Adenosine-Axis and PD-1 Blockade
Briefly, PD-1 is an immunosuppressive receptor that upon binding to its ligands, PDL-1 and PDL-2, dampens T-cell activity thereby enabling tumors to evade immune-destruction. Blockade of the PD-1-PDL-1/2 signaling axis results in durable complete responses in the clinic for a fraction of treated patients (1), and many pre-clinical and clinical studies have explored concomitant inhibition of adenosine production, or antagonism of A2AR and A2BR, to improve response rates.

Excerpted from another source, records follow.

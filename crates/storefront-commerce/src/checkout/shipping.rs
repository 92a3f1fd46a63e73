//! Shipping details collected at the first checkout step.

use serde::{Deserialize, Serialize};

/// Recipient and delivery details.
#[derive(Debug, Clone, Default, Serialize, Deserialize, PartialEq, Eq)]
pub struct ShippingInfo {
    /// Recipient name.
    pub name: String,
    /// Contact phone number.
    pub phone: String,
    /// Delivery address.
    pub address: String,
    /// Optional note for the courier.
    pub message: Option<String>,
}

impl ShippingInfo {
    pub fn new(
        name: impl Into<String>,
        phone: impl Into<String>,
        address: impl Into<String>,
    ) -> Self {
        Self {
            name: name.into(),
            phone: phone.into(),
            address: address.into(),
            message: None,
        }
    }

    /// Attach a delivery message. Blank messages are dropped.
    pub fn with_message(mut self, message: impl Into<String>) -> Self {
        let message = message.into();
        self.message = (!message.trim().is_empty()).then_some(message);
        self
    }

    /// Required fields that are blank.
    pub fn missing_fields(&self) -> Vec<&'static str> {
        [
            ("name", &self.name),
            ("phone", &self.phone),
            ("address", &self.address),
        ]
        .into_iter()
        .filter(|(_, value)| value.trim().is_empty())
        .map(|(field, _)| field)
        .collect()
    }

    /// Check if every required field is filled in.
    pub fn is_complete(&self) -> bool {
        self.missing_fields().is_empty()
    }
}

#[cfg(test)]
mod tests {
    use super::*;

    #[test]
    fn test_complete_shipping_info() {
        let info = ShippingInfo::new("Gildong Hong", "010-1234-5678", "Seoul");
        assert!(info.is_complete());
        assert!(info.message.is_none());
    }

    #[test]
    fn test_missing_fields() {
        let info = ShippingInfo::new("  ", "010-1234-5678", "");
        assert_eq!(info.missing_fields(), vec!["name", "address"]);
        assert!(!ShippingInfo::default().is_complete());
    }

    #[test]
    fn test_blank_message_dropped() {
        let info = ShippingInfo::new("A", "B", "C").with_message("   ");
        assert!(info.message.is_none());
        let info = ShippingInfo::new("A", "B", "C").with_message("Leave at the door");
        assert_eq!(info.message.as_deref(), Some("Leave at the door"));
    }
}
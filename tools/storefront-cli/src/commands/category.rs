//! Category page command.

use anyhow::{bail, Context as _, Result};
use storefront_commerce::catalog::{CatalogProvider, Category};
use storefront_commerce::search::{Filter, SearchQuery, SortOption};

use super::browse::print_results;
use super::CategoryArgs;
use crate::context::Context;

/// Run the category command.
pub fn run(args: CategoryArgs, ctx: &Context) -> Result<()> {
    let category: Category = args
        .category
        .parse()
        .with_context(|| format!("Valid categories: {}", category_names()))?;

    let catalog = ctx.catalog()?;
    let product_type = args.product_type.as_deref().map(str::trim);

    let filter = match product_type {
        Some(t) => {
            let known = catalog
                .dictionary()
                .get(category)
                .is_some_and(|entry| entry.has_product_type(t));
            if !known {
                bail!(
                    "{} has no product type \"{}\". Try: {}",
                    category,
                    t,
                    catalog.dictionary().product_types(category).join(", ")
                );
            }
            Filter::product_type(category, t)
        }
        None => Filter::category(category),
    };

    let results = SearchQuery::new()
        .with_filter(filter)
        .with_sort(SortOption::from(args.sort.as_str()))
        .with_pagination(args.page, ctx.config.display.page_size)
        .execute(catalog.products());

    let title = match product_type {
        Some(t) => format!("{} / {}", category, t),
        None => category.to_string(),
    };
    print_results(&title, &results, ctx);
    Ok(())
}

fn category_names() -> String {
    Category::ALL
        .iter()
        .map(|c| c.slug())
        .collect::<Vec<_>>()
        .join(", ")
}
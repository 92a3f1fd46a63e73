//! Cart pricing calculations.

use serde::{Deserialize, Serialize};

use crate::money::{Currency, Money};

/// Flat shipping fee in won.
pub const DEFAULT_SHIPPING_FEE: i64 = 3000;

/// The default flat shipping fee in the given currency's smallest unit.
pub fn default_shipping_fee(currency: Currency) -> Money {
    Money::new(DEFAULT_SHIPPING_FEE, currency)
}

/// Pricing breakdown for the selected part of a cart.
#[derive(Debug, Clone, Serialize, Deserialize, PartialEq)]
pub struct CartPricing {
    /// Sum of line totals over selected items.
    pub selected_subtotal: Money,
    /// Flat shipping fee.
    pub shipping_fee: Money,
    /// Final total (subtotal + shipping).
    pub grand_total: Money,
    /// Number of selected lines.
    pub selected_count: usize,
    /// Sum of quantities over all lines.
    pub item_count: u64,
}

impl CartPricing {
    /// Check whether anything is selected for purchase.
    pub fn has_selection(&self) -> bool {
        self.selected_count > 0
    }
}
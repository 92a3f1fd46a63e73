//! Search filter types.

use serde::{Deserialize, Serialize};

use crate::catalog::{Category, Product, Rating};

/// A search filter.
#[derive(Debug, Clone, Serialize, Deserialize, PartialEq)]
pub enum Filter {
    /// Case-insensitive substring match on the product name. The query is
    /// used as given, whitespace included; an empty query matches everything.
    Text(String),
    /// Category, optionally narrowed to one product type (case-insensitive).
    Category {
        category: Category,
        product_type: Option<String>,
    },
    /// Only show in-stock items.
    InStock,
    /// Filter by minimum rating.
    MinRating(Rating),
}

impl Filter {
    /// Create a text search filter.
    pub fn text(query: impl Into<String>) -> Self {
        Filter::Text(query.into())
    }

    /// Create a category filter.
    pub fn category(category: Category) -> Self {
        Filter::Category {
            category,
            product_type: None,
        }
    }

    /// Create a category filter narrowed to a product type.
    pub fn product_type(category: Category, product_type: impl Into<String>) -> Self {
        Filter::Category {
            category,
            product_type: Some(product_type.into()),
        }
    }

    /// Create an in-stock filter.
    pub fn in_stock() -> Self {
        Filter::InStock
    }

    /// Check a single product against this filter.
    pub fn matches(&self, product: &Product) -> bool {
        match self {
            Filter::Text(query) => name_contains(product, &query.to_lowercase()),
            Filter::Category {
                category,
                product_type,
            } => {
                product.category == *category
                    && product_type
                        .as_deref()
                        .map_or(true, |t| product.product_type.eq_ignore_ascii_case(t))
            }
            Filter::InStock => product.is_in_stock(),
            Filter::MinRating(min) => product.rating >= *min,
        }
    }

    /// Keep the products matching this filter, in their original order.
    pub fn apply<'a>(&self, products: impl IntoIterator<Item = &'a Product>) -> Vec<&'a Product> {
        products.into_iter().filter(|p| self.matches(p)).collect()
    }
}

fn name_contains(product: &Product, lowered_query: &str) -> bool {
    lowered_query.is_empty() || product.name.to_lowercase().contains(lowered_query)
}

/// Products whose name contains `query`, ignoring case. Same rule as
/// [`Filter::Text`].
pub fn filter_by_text<'a>(products: &'a [Product], query: &str) -> Vec<&'a Product> {
    Filter::text(query).apply(products)
}

/// Products in `category`, optionally narrowed to `product_type`.
pub fn filter_by_category<'a>(
    products: &'a [Product],
    category: Category,
    product_type: Option<&str>,
) -> Vec<&'a Product> {
    let filter = Filter::Category {
        category,
        product_type: product_type.map(str::to_string),
    };
    filter.apply(products)
}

It has been demonstrated that CD73+ tumor cells are resistant to PD-1 ICB (401) and that simultaneous mAb-mediated blockade of CD73 and PD-1 synergistically enhances tumor control and survival in mice (382, 385). Mechanistically, the dual therapy augments intra-tumoral CD8+ tumor-specific T cells (382, 385) and IFNγ mRNA levels (382) as compared to single-agent treatments. Several clinical trials assessing anti-CD73 mAb treatment along with anti-PD-1 mAb (NCT03454451, NCT03549000) or anti-PDL-1 mAb (NCT02503774, NCT03773666, NCT03267589, NCT03334617) of advanced solid tumors are recruiting or underway. Intra-tumoral upregulation of CD38 and subsequent adenosine production was recently identified as a mechanism of acquired resistance to PD-1/PD-L1 blockade and mAb-mediated or pharmacologic inhibition of CD38 was shown to significantly improve the anti-tumor efficacy of an anti-PDL-1 mAb (96). In terms of mechanisms, tumors from mice receiving the combinatorial therapy displayed higher accumulation of CD8+ T cells, effector memory CD8+ T cells, ICOS+ CD4+ T cells and lower levels of MDSCs and Tregs as compared to tumors from single-agent treated mice (96).

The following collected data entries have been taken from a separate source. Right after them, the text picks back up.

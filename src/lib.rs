//! Classified ads application library
//!
//! Hosts the `ads` module and the bootstrap wiring it into the kernel.

pub mod bootstrap;
pub mod modules;

pub use bootstrap::{migrate, serve};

The potential for synergy between the co-administration of A2R antagonists with anti-PD-1 mAb is underscored by the observations that PD-1 blockade enhances A2AR expression on tumor-infiltrating CD8+ T cells (401), as well as that PD-1 blockade is more efficacious, in terms of increasing the survival of tumor-bearing mice, when these mice lack the A2AR (400). Vice versa, A2AR triggering on the surface of CD8+ T cells derived from tumor tissue (382), tumor draining lymph nodes or spleen (396) promotes PD-1 expression suggesting that simultaneous PD-1 blockade would boost the anti-tumor efficacy of A2A antagonism. Indeed, several groups demonstrated that concurrent provision of PD-1 checkpoint inhibitors along with A2AR antagonists is more effective than single-agent treatments at reducing tumor growth rate (96, 396, 400, 401) and metastasis formation (394, 401), as well as at improving survival (394, 396, 401). Moreover, the combination enables increased production of IFNγ and GzB by CD8+ tumor infiltrating T cells (401) while augmenting the intra-tumoral presence of NK cells (394). Five clinical trials for the treatment of solid-tumor patient cohorts with A2AR antagonists along with anti-PD-1 Ab (NCT02403193, NCT03207867) or anti-PD-L1 Ab (NCT02655822, NCT03337698, NCT02740985) are ongoing. Finally, dual therapy comprising A2BR antagonism and PD-1 blockade is superior to either monotherapy at decreasing metastasis and improving survival of tumor-bearing mice (359). However, no clinical trials have been launched to date to explore this combination in human cancer patients.